Torah L’Maaseh: The future of Jewish learning is here
Sometimes, knowing something is not enough. If you want to truly understand, you must live it–do it with your own two hands, witness it with your own eyes. And learning Torah is no exception.
Rabbi Avi Grossman, who holds a BS in Biology from Queens College, an MBA from Jerusalem College of Technology in Israel, a teaching certificate from the David Yellin Academic College of Education in Jerusalem, and has smicha from Beis Medrash L’Talmud and from Rabbi Abba Bronspiegel, has been an educator for the last ten years.
This September, he will be opening a new English-language program called Torah L’Maaseh, for men ages 18-25. When I spoke to Bat-Chen Grossman, the coordinator for the yeshiva (and Rabbi Grossman’s wife), I was impressed with the yeshiva’s philosophy, which is elegant in its simplicity, yet shockingly under-utilized.
Like the name suggests, Torah L’Maaseh is a hands-on Jewish learning program. It is the first English-language program that works in conjunction with an Israeli yeshiva–in this case Yeshivat Ramot–to give the students an immersive Israeli experience. The students eat and learn and live with their Israeli counterparts at Yeshivat Ramot, become familiar with Israeli culture, and make Israeli friends. An intensive ulpan program is built into their curriculum. When discussing this aspect of the yeshiva, Mrs.Grossman emphasized that the institution does not push aliyah or army service, but they chose this specific configuration in order to create an environment conducive to those choices, should the students wish to decide on such a course of action. Additionally, both students who stay in Israel, and those who return to their communities abroad, will have forged lifelong bonds with their Israeli peers.
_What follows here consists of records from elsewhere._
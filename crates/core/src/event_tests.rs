use super::*;

#[test]
fn event_name_matches_variant() {
    let id = JobId::from("job-1");
    assert_eq!(
        JobEvent::FieldChanged {
            job: id.clone(),
            field: Field::Delay
        }
        .name(),
        "field_changed"
    );
    assert_eq!(JobEvent::Changed { job: id.clone() }.name(), "changed");
    assert_eq!(JobEvent::Fired { job: id.clone() }.name(), "fired");
    assert_eq!(
        JobEvent::Finished {
            job: id,
            error: true
        }
        .name(),
        "finished"
    );
}

#[test]
fn event_job_returns_subject() {
    let id = JobId::from("job-7");
    let event = JobEvent::Finished {
        job: id.clone(),
        error: false,
    };
    assert_eq!(event.job(), &id);
}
This is just the beginning of all the steps the faculty has put into place to create a program that allows their students to succeed, not just in Torah learning, but in all aspects of their lives. Mrs. Grossman explained that the students will take turns preparing breakfast and dinner for their peers (lunch is a catered meal). There will be weekly meetings held in which they are given the opportunity to discuss, and offer suggestions to improve, their yeshiva life. They are also given free rein regarding what they wish to learn during beit midrash hours. They are adults, and the faculty is dedicated to treating them as such.
Lastly, but certainly not least, the curriculum involves frequent outside-the-beit-midrash learning experiences. Other than the typical trips around the country, common to many yeshivas, the students at Torah L’Maaseh are also given the opportunity to harvest their own arba minim, make their own tzitzit, bake their own matzot, learn to take terumot and maasrot, kasher utensils, and much more. What better way to fully understand the halachot than to actually implement them in their daily lives?
Intellectual honesty is the backbone of the program’s learning philosophy. What they are offering is simply the opportunity for a guy with a solid learning background to sit and learn what he wants to know, and then get up and live what he learned. No politics, no pushing one specific hashkafa. Just Torah.